▶ [Exercise directions] Reproduce exactly the line containing "thread::sleep(self.config.idle_wait);" and every line after it, through the last line of the records below; add nothing.

▶ [Supplied material]
impl SystemInner {
    fn new(config: SystemConfig, timers: TimerDriver) -> Self {
        let diagnostics = DiagnosticsSink::new(config.diagnostics_capacity);
        Self {
            config,
            status: AtomicU8::new(SystemStatus::Running as u8),
            arena: RwLock::new(HashMap::new()),
            queue: Arc::new(ReadyQueue::new()),
            in_flight: AtomicUsize::new(0),
            registry: Mutex::new(MonitorRegistry::default()),
            diagnostics,
            timers,
            workers: Mutex::new(None),
        }
    }

    pub(crate) fn config(&self) -> &SystemConfig {
        &self.config
    }

    pub(crate) fn timers(&self) -> &TimerDriver {
        &self.timers
    }

    fn status(&self) -> SystemStatus {
        SystemStatus::from_u8(self.status.load(Ordering::SeqCst))
    }

    fn set_status(&self, status: SystemStatus) {
        self.status.store(status as u8, Ordering::SeqCst);
    }

    fn transition(&self, from: SystemStatus, to: SystemStatus) -> bool {
        self.status
            .compare_exchange(from as u8, to as u8, Ordering::SeqCst, Ordering::SeqCst)
            .is_ok()
    }

    fn admits(&self, origin: Origin) -> bool {
        match (origin, self.status()) {
            (_, SystemStatus::Running) => true,
            (Origin::External, _) => false,
            (_, SystemStatus::Draining) => true,
            _ => false,
        }
    }

    fn is_manual(&self) -> bool {
        self.config.scheduling_mode == SchedulingMode::Manual
    }

    pub(crate) fn cell(&self, id: ActorId) -> Option<Arc<ActorCell>> {
        read(&self.arena).get(&id).cloned()
    }

    fn live_actors(&self) -> usize {
        read(&self.arena).len()
    }

    pub(crate) fn record(&self, diagnostic: Diagnostic) {
        self.diagnostics.record(diagnostic);
    }

    // --- scheduling ---

    /// Queues `cell` unless it already holds a claim.
    fn schedule(&self, cell: &ActorCell) {
        // Counted before the claim so quiescence is never observed early.
        self.in_flight.fetch_add(1, Ordering::SeqCst);
        if cell.claim() {
            self.queue.push(cell.id);
        } else {
            self.in_flight.fetch_sub(1, Ordering::SeqCst);
        }
    }

    /// Hands the claim of `cell` back after a step.
    pub(crate) fn reschedule(&self, cell: &ActorCell, more: bool) {
        if more {
            self.queue.push(cell.id);
            return;
        }
        cell.release();
        // A sender may have enqueued after the last check and lost the race
        // for the claim.
        if !cell.mailbox.is_empty() {
            self.schedule(cell);
        }
        self.claim_finished();
    }

    pub(crate) fn claim_finished(&self) {
        self.in_flight.fetch_sub(1, Ordering::SeqCst);
    }

    fn is_quiescent(&self) -> bool {
        self.in_flight.load(Ordering::SeqCst) == 0 && self.queue.is_empty()
    }

    fn run_until_idle(self: &Arc<Self>) -> usize {
        let mut steps = 0;
        while let Some(id) = self.queue.try_pop() {
            run_step(self, id);
            steps += 1;
        }
        steps
    }

    /// Like `run_until_idle`, but gives up at `until` so endless ping-pong
    /// cannot hold a shutdown forever.
    fn drive(self: &Arc<Self>, until: Instant) {
        while Instant::now() < until {
            match self.queue.try_pop() {
                Some(id) => run_step(self, id),
                None => return,
            }
        }
    }

    // --- spawning and termination ---

    pub(crate) fn spawn_actor<B, F>(
        self: &Arc<Self>,
        constructor: F,
        origin: Origin,
    ) -> Result<Handle<B::Interface>, SpawnError>
    where
        B: Actor,
        F: FnOnce() -> B,
    {
        if !self.admits(origin) {
            return Err(SpawnError::SystemShutdown);
        }
        let mut actor = panic::catch_unwind(AssertUnwindSafe(constructor)).map_err(|payload| {
            SpawnError::ConstructorPanicked {
                actor: type_name::<B>().to_string(),
                reason: panic_message(payload.as_ref()),
            }
        })?;

        let id = ActorId::next();
        let name: Arc<str> = Arc::from(actor.name());
        let cell = Arc::new(ActorCell::starting(id, name.clone()));
        // The starting cell holds its claim until the behavior is installed.
        self.in_flight.fetch_add(1, Ordering::SeqCst);
        write(&self.arena).insert(id, cell.clone());

        let mut ctx = Context::new(id, name.clone(), Arc::downgrade(self));
        let made = panic::catch_unwind(AssertUnwindSafe(|| actor.make_behavior(&mut ctx)));
        let (error, reason) = match made {
            Ok(behavior) => {
                let missing = behavior.missing(&B::Interface::shapes());
                if missing.is_empty() {
                    let core = ActorCore::new(actor, behavior, ctx);
                    let ready = core.has_ready_work(&cell.mailbox);
                    *lock(&cell.processor) = Some(Box::new(core));
                    cell.set_state(ActorState::Running);
                    log_lifecycle!(&*name, id.as_u64(), "spawned", interface = B::Interface::name());
                    self.reschedule(&cell, ready);
                    return Ok(Handle::from_spawned(id));
                }
                let error = SpawnError::IncompleteBehavior {
                    actor: name.to_string(),
                    missing,
                };
                let reason = ExitReason::Custom(error.to_string());
                (error, reason)
            }
            Err(payload) => {
                let reason = panic_message(payload.as_ref());
                let error = SpawnError::ConstructorPanicked {
                    actor: name.to_string(),
                    reason: reason.clone(),
                };
                (error, ExitReason::Panicked(reason))
            }
        };

        warn!(actor = %id, error = %error, "spawn failed");
        self.terminate(&cell, Box::new(ActorCore::stillborn(actor, ctx)), reason, Cleanup::Graceful);
        self.claim_finished();
        Err(error)
    }

    /// Finalizes an actor whose processor the caller took out of its cell,
    /// unregisters it and notifies observers and exit hooks.
    pub(crate) fn terminate(
        &self,
        cell: &Arc<ActorCell>,
        processor: Box<dyn Processor>,
        reason: ExitReason,
        cleanup: Cleanup,
    ) {
        let id = cell.id;
        cell.set_state(ActorState::Terminating);
        let remains = processor.finalize(&reason, cleanup, &cell.mailbox);

        cell.set_state(ActorState::Terminated);
        let removed = write(&self.arena).remove(&id);
        // Actor state is dropped outside every runtime lock.
        drop(remains);
        drop(removed);
        log_lifecycle!(&*cell.name, id.as_u64(), "terminated", reason = %reason);

        let obituary = lock(&self.registry).take(id);
        let note = DownNotification::new(id, reason);
        for observer in obituary.observers {
            if self
                .deliver(observer, Envelope::down(note.clone()), Origin::Runtime)
                .is_err()
            {
                trace!(observer = %observer, subject = %id, "observer already gone");
            }
        }
        run_hooks(obituary.hooks, &note);
    }

    // --- delivery ---

    pub(crate) fn deliver(&self, target: ActorId, envelope: Envelope, origin: Origin) -> Result<(), ActorError> {
        if origin == Origin::External && self.status() != SystemStatus::Running {
            return Err(refuse(envelope, || ActorError::SchedulerShuttingDown));
        }
        let Some(cell) = self.cell(target) else {
            return Err(refuse(envelope, || ActorError::ActorNotFound(target)));
        };
        match cell.mailbox.enqueue(envelope) {
            Ok(()) => {
                self.schedule(&cell);
                Ok(())
            }
            Err(envelope) => Err(refuse(envelope, || ActorError::ActorNotFound(target))),
        }
    }

    /// Routes the answer of a request back into the requesting actor.
    pub(crate) fn deliver_response(
        &self,
        requester: ActorId,
        responder: Option<ActorId>,
        correlation: CorrelationId,
        result: ActorResult<BoxedMessage>,
    ) {
        let envelope = Envelope::response(responder, correlation, result);
        let refused = match self.cell(requester) {
            Some(cell) => match cell.mailbox.enqueue(envelope) {
                Ok(()) => {
                    self.schedule(&cell);
                    return;
                }
                Err(envelope) => envelope,
            },
            None => envelope,
        };

        match refused.body {
            Body::Response(Err(error)) => self.record(Diagnostic::new(
                Some(requester),
                error,
                "response to a terminated requester",
            )),
            _ => debug!(requester = %requester, %correlation, "response to a terminated requester dropped"),
        }
    }

    pub(crate) fn stop_actor(
        &self,
        target: ActorId,
        sender: Option<ActorId>,
        reason: ExitReason,
    ) -> Result<(), ActorError> {
        self.deliver(target, Envelope::exit(sender, reason), Origin::Runtime)
    }

    // --- monitoring ---

    pub(crate) fn monitor(&self, observer: ActorId, subject: ActorId) {
        let mut registry = lock(&self.registry);
        let (observer_alive, subject_alive) = {
            let arena = read(&self.arena);
            (arena.contains_key(&observer), arena.contains_key(&subject))
        };
        if !observer_alive {
            return;
        }
        if subject_alive {
            if !registry.insert(observer, subject) {
                trace!(observer = %observer, subject = %subject, "already monitoring");
            }
            return;
        }
        drop(registry);

        debug!(observer = %observer, subject = %subject, "monitored actor is already gone");
        let note = DownNotification::new(subject, ExitReason::Unreachable);
        let _ = self.deliver(observer, Envelope::down(note), Origin::Runtime);
    }

    pub(crate) fn demonitor(&self, observer: ActorId, subject: ActorId) {
        lock(&self.registry).remove(observer, subject);
    }

    fn attach_exit_hook(&self, subject: ActorId, hook: ExitHook) {
        let mut registry = lock(&self.registry);
        if read(&self.arena).contains_key(&subject) {
            registry.attach_hook(subject, hook);
            return;
        }
        drop(registry);
        run_hooks(vec![hook], &DownNotification::new(subject, ExitReason::Unreachable));
    }

    // --- shutdown ---

    fn shutdown(self: &Arc<Self>, policy: DrainPolicy) -> Result<(), SystemError> {
        match policy {
            DrainPolicy::Graceful => self.shutdown_gracefully(),
            DrainPolicy::Immediate => {
                if self.status() == SystemStatus::Stopped {
                    return Err(SystemError::ShuttingDown);
                }
                self.stop_now();
                Ok(())
            }
        }
    }

    fn shutdown_gracefully(self: &Arc<Self>) -> Result<(), SystemError> {
        if !self.transition(SystemStatus::Running, SystemStatus::Draining) {
            return Err(SystemError::ShuttingDown);
        }
        let timeout = self.config.shutdown_timeout;
        log_scheduler!(self.config.name.as_str(), "draining", actors = self.live_actors());

        if !self.wait_for(timeout, SystemInner::is_quiescent) {
            warn!(
                system = %self.config.name,
                in_flight = self.in_flight.load(Ordering::SeqCst),
                "actors still busy after {:?}, stopping immediately",
                timeout
            );
            self.stop_now();
            return Err(SystemError::Timeout(format!(
                "{} did not become idle within {:?}",
                self.config.name, timeout
            )));
        }

        self.set_status(SystemStatus::Stopping);
        let mut ids: Vec<ActorId> = read(&self.arena).keys().copied().collect();
        ids.sort();
        log_scheduler!(self.config.name.as_str(), "stopping", actors = ids.len());
        for id in ids {
            let _ = self.stop_actor(id, None, ExitReason::SystemShutdown);
        }

        if !self.wait_for(timeout, |inner| inner.live_actors() == 0) {
            warn!(
                system = %self.config.name,
                remaining = self.live_actors(),
                "actors did not stop within {:?}, stopping immediately",
                timeout
            );
            self.stop_now();
            return Err(SystemError::Timeout(format!(
                "actors of {} did not stop within {:?}",
                self.config.name, timeout
            )));
        }

        self.halt_workers();
        self.timers.shutdown();
        self.set_status(SystemStatus::Stopped);
        info!(system = %self.config.name, "actor system stopped");
        Ok(())
    }

    fn wait_for(self: &Arc<Self>, timeout: Duration, done: impl Fn(&SystemInner) -> bool) -> bool {
        let deadline = Instant::now() + timeout;
        loop {
            if self.is_manual() {
                self.drive(deadline);
            }
            if done(self.as_ref()) {
                return true;
            }
            if Instant::now() >= deadline {
                return false;
            }
            thread::sleep(self.config.idle_wait);
        }
    }

    /// Halts the workers, then terminates every actor in place. Queued
    /// requests and open promises are orphaned.
    fn stop_now(&self) {
        self.set_status(SystemStatus::Stopping);
        self.halt_workers();

        let mut cells: Vec<Arc<ActorCell>> = read(&self.arena).values().cloned().collect();
        cells.sort_by_key(|cell| cell.id);
        log_scheduler!(self.config.name.as_str(), "terminating", actors = cells.len());
        for cell in &cells {
            cell.seal();
            let processor = lock(&cell.processor).take();
            if let Some(processor) = processor {
                self.terminate(cell, processor, ExitReason::SystemShutdown, Cleanup::Orphan);
            }
        }
        // Cells that were still starting.
        let leftovers = std::mem::take(&mut *write(&self.arena));
        drop(leftovers);

        self.timers.shutdown();
        self.set_status(SystemStatus::Stopped);
        info!(system = %self.config.name, "actor system stopped immediately");
    }

    fn halt_workers(&self) {
        let pool = lock(&self.workers).take();
        if let Some(mut pool) = pool {
            pool.halt_and_join();
        }
    }
}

▶ [Task answer]
            thread::sleep(self.config.idle_wait);
        }
    }

    /// Halts the workers, then terminates every actor in place. Queued
    /// requests and open promises are orphaned.
    fn stop_now(&self) {
        self.set_status(SystemStatus::Stopping);
        self.halt_workers();

        let mut cells: Vec<Arc<ActorCell>> = read(&self.arena).values().cloned().collect();
        cells.sort_by_key(|cell| cell.id);
        log_scheduler!(self.config.name.as_str(), "terminating", actors = cells.len());
        for cell in &cells {
            cell.seal();
            let processor = lock(&cell.processor).take();
            if let Some(processor) = processor {
                self.terminate(cell, processor, ExitReason::SystemShutdown, Cleanup::Orphan);
            }
        }
        // Cells that were still starting.
        let leftovers = std::mem::take(&mut *write(&self.arena));
        drop(leftovers);

        self.timers.shutdown();
        self.set_status(SystemStatus::Stopped);
        info!(system = %self.config.name, "actor system stopped immediately");
    }

    fn halt_workers(&self) {
        let pool = lock(&self.workers).take();
        if let Some(mut pool) = pool {
            pool.halt_and_join();
        }
    }
}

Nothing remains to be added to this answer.